Working with Data Channels

This page shows us how to configure and deploy data channels.

Overview
Adding a Data Channel
Configuring Data Channels
Configuration Reference
Approving Data Channels
Deploying Data Channels
Viewing Data Channels

Overview

A data channel is a configurable and deployable component that maps between an external protocol and scoring flows. A data sink is a data channel that consumes output data with a known schema and a standard serialization format. It defines the format of the end result. On the other hand, a data source is a data channel that provides input data with a known schema and a standard serialization format.

Adding a Data Channel

In the Project Explorer pane, select Data Channels.
Click Create a data channel to create a new data channel. You can also click the Add one option to add a new data channel if there are none present.
On the Create a Data Channel page, select the project, for which you wish to create the data channel, from the drop-down list.
Add data channel name and description, if needed.
Click Create.

Configuring Data Channels

This section shows how to configure a data channel.

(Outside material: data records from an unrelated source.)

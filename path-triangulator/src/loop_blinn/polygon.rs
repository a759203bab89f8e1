//--------------------------------------------------------------------
// polygon.rs
//--------------------------------------------------------------------
// A boundary loop with its holes, and the constrained triangulation
// built over their joints
//--------------------------------------------------------------------

use crate::geometry::*;
use crate::triangulation::*;
use crate::rtree::SpanTree;
use super::graph::*;
use super::span::SpanId;

pub struct LbPolygon {
    boundary: LineId,
    holes: Vec<LineId>,
    // The boundary sampled along its curves, for the inside test
    outline: Vec<Vec2>,
    spans: SpanTree<SpanId>,
    cdt: DelaunayTriangulation,
    triangles: Vec<DtTriangle>
}

impl LbPolygon {
    pub fn new(graph: &JointGraph, boundary: LineId) -> LbPolygon {
        LbPolygon {
            boundary,
            holes: Vec::new(),
            outline: graph.flatten_loop(boundary),
            spans: SpanTree::new(),
            cdt: DelaunayTriangulation::new(),
            triangles: Vec::new()
        }
    }

    pub fn boundary(&self) -> LineId { self.boundary }
    pub fn holes(&self) -> &[LineId] { &self.holes }
    pub fn add_hole(&mut self, start: LineId) { self.holes.push(start); }

    // The boundary first, then the holes
    pub fn loops(&self) -> impl Iterator<Item = LineId> + '_ {
        std::iter::once(self.boundary).chain(self.holes.iter().cloned())
    }

    pub fn is_inside(&self, p: Vec2) -> bool { point_in_polygon(p, &self.outline) }

    pub fn span_index(&self) -> &SpanTree<SpanId> { &self.spans }
    pub fn span_index_mut(&mut self) -> &mut SpanTree<SpanId> { &mut self.spans }

    pub fn cdt(&self) -> &DelaunayTriangulation { &self.cdt }
    pub fn triangles(&self) -> &[DtTriangle] { &self.triangles }

    // Each joint is bound to its id in the graph
    fn create_dt_joints(&self, graph: &JointGraph) -> Vec<DtJoint> {
        self.loops().flat_map(|start| graph.loop_joints(start))
            .map(|j| DtJoint::new(graph.point(j), Binding(j)))
            .collect()
    }

    pub fn build_cdt(&mut self, graph: &JointGraph) {
        let joints = self.create_dt_joints(graph);
        self.cdt.initialize(joints);
        self.cdt.run();
        self.pack_constraints(graph);
        self.triangles = self.cdt.collect_triangles();
        debug!("Polygon with {} holes triangulated into {} triangles", self.holes.len(), self.triangles.len());
    }

    // Force the outline of every span into the triangulation, trim what lies
    // outside, then separate each curve triangle from the rest
    fn pack_constraints(&mut self, graph: &JointGraph) {
        let mut bound = Vec::new();
        let mut pack = Vec::new();

        let loops: Vec<_> = self.loops().collect();
        for start in loops {
            for span in graph.loop_spans(start) {
                let p = graph.span_points(span);
                let (edges, inner) = match span {
                    SpanLines::Linear(_) => (vec![(p[0], p[1])], vec![]),
                    SpanLines::Quadratic(..) => quadratic_constraints(p[0], p[1], p[2]),
                    SpanLines::Cubic(..) => cubic_constraints(p[0], p[1], p[2], p[3])
                };

                for (a, b) in edges {
                    if let Some(pieces) = self.cdt.add_constraint_split(a, b) { bound.extend(pieces); }
                }
                pack.extend(inner);
            }
        }

        if bound.is_empty() {
            warn!("No boundary constraint could be inserted");
            return;
        }

        self.cdt.trim(&bound);
        for (a, b) in pack { self.cdt.add_constraint_split(a, b); }
    }
}

type Segments = Vec<(Vec2, Vec2)>;

// A convex curve keeps its control polygon as the boundary and its chord
// separates it from the inside; a concave one uses the chord as the boundary
fn quadratic_constraints(p1: Vec2, p2: Vec2, p3: Vec2) -> (Segments, Segments) {
    if !is_concave_angle(p1, p2, p3) { (vec![(p1, p2), (p2, p3)], vec![(p1, p3)]) }
    else { (vec![(p1, p3)], vec![(p1, p2), (p2, p3)]) }
}

fn cubic_constraints(p1: Vec2, p2: Vec2, p3: Vec2, p4: Vec2) -> (Segments, Segments) {
    match cubic_inflections(p1, p2, p3, p4).len() {
        0 => if !is_concave_angle(p1, p2, p4) {
            (vec![(p1, p2), (p2, p3), (p3, p4)], vec![(p1, p4)])
        } else {
            (vec![(p1, p4)], vec![(p1, p2), (p2, p3), (p3, p4)])
        },
        1 => if !is_concave_angle(p1, p2, p3) {
            (vec![(p1, p2), (p2, p4)], vec![(p1, p3), (p3, p4)])
        } else {
            (vec![(p1, p3), (p3, p4)], vec![(p1, p2), (p2, p4)])
        },
        _ => if !is_concave_angle(p1, p2, p4) {
            (vec![(p1, p3), (p3, p2), (p2, p4)], vec![(p1, p4)])
        } else {
            (vec![(p1, p4)], vec![(p1, p3), (p3, p2), (p2, p4)])
        }
    }
}
//--------------------------------------------------------------------
// geometry.rs
//--------------------------------------------------------------------
// Provides the geometric constructs used in the project
//--------------------------------------------------------------------

mod coord_utils;
mod rect;
mod vec2;
mod vec3;
mod vec4;
mod predicates;

pub type Coord = f64;
pub use std::f64 as CoordM;

pub use coord_utils::*;
pub use rect::*;
pub use vec2::*;
pub use vec3::*;
pub use vec4::*;
pub use predicates::*;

In the Project Explorer pane, select Data Channels.
Select the data channel, which you wish to configure, from the list.
On the Data Channel Type tab, select the data channel type from the drop-down list.
Provide the required configuration for the data channel type. See the configuration reference for the data channel type being configured.
On the Schema Definition tab, you get the following option to add a schema definition.
- Enter it manually: Builds schema from scratch.
- Get from CSV file: Extracts schema from a CSV file. You need to select a csv file if you choose this option.
- Get from Data Channel: Adds schema from an existing data channel. You need to select a data channel if you choose this option.
- Get from Model: Extracts schema from a model. You need to select a model if you choose this option.
- Get from Scoring Flow: Extracts schema from a scoring flow. You need to select a scoring flow if you choose this option.
Once done, click Save.

Data Channel Configuration Reference

This is the configuration reference for these data channels:

File Data Channels
JDBC Data Channels
Kafka® Data Channels
REST Data Channels

Each data channel requires different configuration which is summarized in the sections below.

File Data Channels

The file data channel supports reading (source) and writing (sink) to CSV data files.

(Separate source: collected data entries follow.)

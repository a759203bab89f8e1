//------------------------------------------------------------------------------
// joint.rs
//------------------------------------------------------------------------------
// The vertices handed to the triangulation, and the triangles it gives back
//------------------------------------------------------------------------------

use crate::derive_more::*;
use crate::geometry::*;

// Opaque tag that the caller attaches to each vertex. The triangulation only
// compares it, it is never looked up
#[derive(Copy, Clone, PartialEq, Eq, Hash, PartialOrd, Ord, Debug, Display)]
#[display(fmt = "#{}", _0)]
pub struct Binding(pub usize);

#[derive(Copy, Clone, Debug, Constructor)]
pub struct DtJoint { pub point: Vec2, pub binding: Binding }

// A triangle as reported by the traversal. The boundary flags follow the
// edges 1→2, 2→3 and 3→1
#[derive(Copy, Clone, PartialEq, Debug)]
pub struct DtTriangle {
    pub bindings: [Binding; 3],
    pub boundary: [bool; 3]
}

impl DtTriangle {
    pub fn is_all_boundary(&self) -> bool { self.boundary.iter().all(|&b| b) }
}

The supported file data channel types are:

File Data Sink
File Data Source

File Data Sink

Refer the following details to configure File Data Sink data channel type.

Name	Default	Description
File Encoding	UTF-8	CSV file character encoding.
Quote Mode	Minimal	See quote mode for details.

The valid values for Quote Mode are:

Value	Description
All	Quotes all fields.
All non null	Quotes all non-null fields.
Minimal	Quotes fields which contain special characters such as the field delimiter, quote character, or any of the characters in the line separator string.
Non numeric	Quotes all non-numeric fields.
None	Never quotes fields.

File Data Source

Refer the following details to configure File Data source data channel type.

Name	Default	Description
File Encoding	UTF-8	CSV file character encoding.
Delimiter	,	Character field delimiter in CSV file.
Has Header Row	Checkbox selected	First row in CSV file contains header names.

JDBC Data Channels

ModelOps JDBC data channels support selection or insertion of data records from or to a JDBC compliant relational database management system (RDBMS).

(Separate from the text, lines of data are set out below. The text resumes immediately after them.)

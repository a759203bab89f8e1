//--------------------------------------------------------------------
// triangle.rs
//--------------------------------------------------------------------
// A triangle of the decomposition as seen by the batcher: its render
// mode, per-vertex attributes and the shrunk copy used for overlap
//--------------------------------------------------------------------

use crate::arrayvec::ArrayVec;
use crate::geometry::*;
use crate::loop_blinn::{JointGraph, JointId, JointKind};

#[derive(Copy, Clone, PartialEq, Debug)]
pub struct BatchVertex {
    pub position: Vec2,
    pub klm: Vec3
}

#[derive(Clone, Debug)]
pub struct BatchTriangle {
    pub joints: [JointId; 3],
    pub vertices: [BatchVertex; 3],
    pub curved: bool,
    pub z: i32,
    rect: Rect,
    reduced: [Vec2; 3]
}

impl BatchTriangle {
    pub fn new(graph: &JointGraph, joints: [JointId; 3], z: i32, reduce_offset: Coord) -> BatchTriangle {
        let points = [graph.point(joints[0]), graph.point(joints[1]), graph.point(joints[2])];
        let span = decide(graph, joints);

        let mut vertices = [BatchVertex { position: Vec2::zero(), klm: Vec3::zero() }; 3];
        for i in 0..3 {
            vertices[i].position = points[i];
            if let Some(span) = &span { vertices[i].klm = vertex_klm(graph, span, joints[i]); }
        }

        BatchTriangle {
            joints,
            vertices,
            curved: span.is_some(),
            z,
            rect: Rect::enclosing_rect(points.iter().cloned()).unwrap_or_else(|| Rect::new(0.0, 0.0, 0.0, 0.0)),
            reduced: reduce(points, reduce_offset)
        }
    }

    pub fn rect(&self) -> Rect { self.rect }
    pub fn points(&self) -> [Vec2; 3] { [self.vertices[0].position, self.vertices[1].position, self.vertices[2].position] }
    pub fn reduced_points(&self) -> &[Vec2; 3] { &self.reduced }

    // Checked on the shrunk triangles, so sharing an edge or a vertex is fine
    pub fn is_overlapped(&self, other: &BatchTriangle) -> bool {
        let [p1, p2, p3] = self.reduced;
        let [q1, q2, q3] = other.reduced;
        self.reduced.iter().any(|&p| point_in_triangle(p, q1, q2, q3)) ||
            other.reduced.iter().any(|&q| point_in_triangle(q, p1, p2, p3))
    }
}

// Move each vertex by `offset` along the bisector of its inner angle
fn reduce(p: [Vec2; 3], offset: Coord) -> [Vec2; 3] {
    let v = [(p[1] - p[0]).normalized(), (p[2] - p[1]).normalized(), (p[0] - p[2]).normalized()];
    let mut reduced = p;
    for i in 0..3 {
        let (incoming, outgoing) = (v[(i + 2) % 3], v[i]);
        reduced[i] = p[i] + offset * (outgoing - incoming).normalized();
    }
    reduced
}

// The joints of the curve a triangle belongs to, if all three of its joints
// lie on the span of the same control joint
pub fn decide(graph: &JointGraph, joints: [JointId; 3]) -> Option<ArrayVec<[JointId; 4]>> {
    let ctl = *joints.iter().find(|&&j| graph.is_control(j))?;

    let prev = graph.prev_joint(ctl);
    let next = graph.next_joint(ctl);
    let mut span = ArrayVec::new();
    if graph.is_control(prev) {
        span.push(graph.prev_joint(prev));
        span.push(prev);
        span.push(ctl);
        span.push(next);
    }
    else if graph.is_control(next) {
        span.push(prev);
        span.push(ctl);
        span.push(next);
        span.push(graph.next_joint(next));
    }
    else {
        span.push(prev);
        span.push(ctl);
        span.push(next);
    }

    if joints.iter().all(|j| span.contains(j)) { Some(span) } else { None }
}

// An end joint carries the coordinates of both spans it touches
fn vertex_klm(graph: &JointGraph, span: &[JointId], j: JointId) -> Vec3 {
    match graph.joint(j).kind {
        JointKind::Control { klm } => klm,
        JointKind::End { klm } => if j == span[0] { klm[1] } else { klm[0] }
    }
}

#[cfg(test)]
mod test {
    use super::*;

    fn v(x: Coord, y: Coord) -> Vec2 { Vec2::new(x, y) }

    fn triangle(graph: &mut JointGraph, pts: [(Coord, Coord); 3]) -> BatchTriangle {
        let joints = [
            graph.create_end_joint(v(pts[0].0, pts[0].1)),
            graph.create_end_joint(v(pts[1].0, pts[1].1)),
            graph.create_end_joint(v(pts[2].0, pts[2].1))
        ];
        BatchTriangle::new(graph, joints, 0, 0.1)
    }

    #[test]
    fn test_reduced_points_move_inwards() {
        let mut graph = JointGraph::new();
        let t = triangle(&mut graph, [(0.0, 0.0), (10.0, 0.0), (0.0, 10.0)]);
        let [a, b, c] = t.points();
        for &r in t.reduced_points().iter() {
            assert!(point_in_triangle(r, a, b, c), "Reduced point {} is not inside", r);
        }

        let r = t.reduced_points()[0];
        assert_abs_diff_eq!(r.length(), 0.1, epsilon = 1e-12);
        assert_abs_diff_eq!(r.x, r.y, epsilon = 1e-12);
        assert!(!t.curved);
        assert!(t.vertices.iter().all(|v| v.klm == Vec3::zero()));
    }

    #[test]
    fn test_overlap() {
        let mut graph = JointGraph::new();
        let t1 = triangle(&mut graph, [(0.0, 0.0), (10.0, 0.0), (0.0, 10.0)]);
        let t2 = triangle(&mut graph, [(10.0, 0.0), (10.0, 10.0), (0.0, 10.0)]);
        let t3 = triangle(&mut graph, [(1.0, 1.0), (4.0, 1.0), (1.0, 4.0)]);
        let t4 = triangle(&mut graph, [(-5.0, -5.0), (20.0, -5.0), (-5.0, 20.0)]);

        assert!(!t1.is_overlapped(&t2) && !t2.is_overlapped(&t1));
        assert!(t1.is_overlapped(&t3) && t3.is_overlapped(&t1));
        // Enclosed without any vertex of it inside the other
        assert!(t1.is_overlapped(&t4) && t4.is_overlapped(&t1));
    }

    #[test]
    fn test_overlap_is_symmetric() {
        let mut graph = JointGraph::new();
        let big = triangle(&mut graph, [(0.0, 0.0), (10.0, 0.0), (0.0, 10.0)]);
        // Only the second vertex of the spike lies inside the big triangle
        let spike = triangle(&mut graph, [(20.0, 3.0), (2.0, 2.0), (20.0, 2.5)]);

        assert!(big.is_overlapped(&spike));
        assert!(spike.is_overlapped(&big));
    }
}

The supported JDBC data channel types are:

JDBC Data Sink
JDBC Data Source

JDBC Data Sink

Refer the following details to configure JDBC Data Sink data channel type.

Credentials

The required database credentials are set in the Credentials section. The following Credentials Type dropdown options are available for database authentication.

Authentication	Description	Comments
`Username/Password`	Database username and password.	The provided password will be treated as opaque data.
`Kubernetes Secret`	Database username and password as Kubernetes secret.	`example-jdbc-channel-secret` (See Kubernetes Secret section for the command template to create Kubernetes secrets). At deploy time, the secret name is used to find the Kubernetes secret that contains both the database user name and password.
`Included in Connection URL`	Database credentials specified with the Connection URL option.	`jdbc:compositesw:dbapi@example.tibco.com:9401?domain=composite&dataSource=/examples/exampledb&user=exampleuser&password=examplesecret`. This mechanism is strongly discouraged since passwords are stored in plain text. Use of Kubernetes Secret is preferred.

Kubernetes Secret

To create Kubernetes secrets, use the following command template. Provide appropriate values for the Kubernetes secret name, username, password and namespace. Execute the kubectl command from command line.

kubectl create secret generic <jdbc-channel-secret-name>  \
            --from-literal=jdbc-database-username=<username> \
            --from-literal=jdbc-database-password=<password> \
            --namespace <data-channel-namespace>

Connection URL

A required text field, Connection URL is available to specify the JDBC connection URL.

Name	Default	Description
`Connection URL`	None	JDBC database connection URL (e.g. `jdbc:mysql://example.tibco.com:3306/exampledb`).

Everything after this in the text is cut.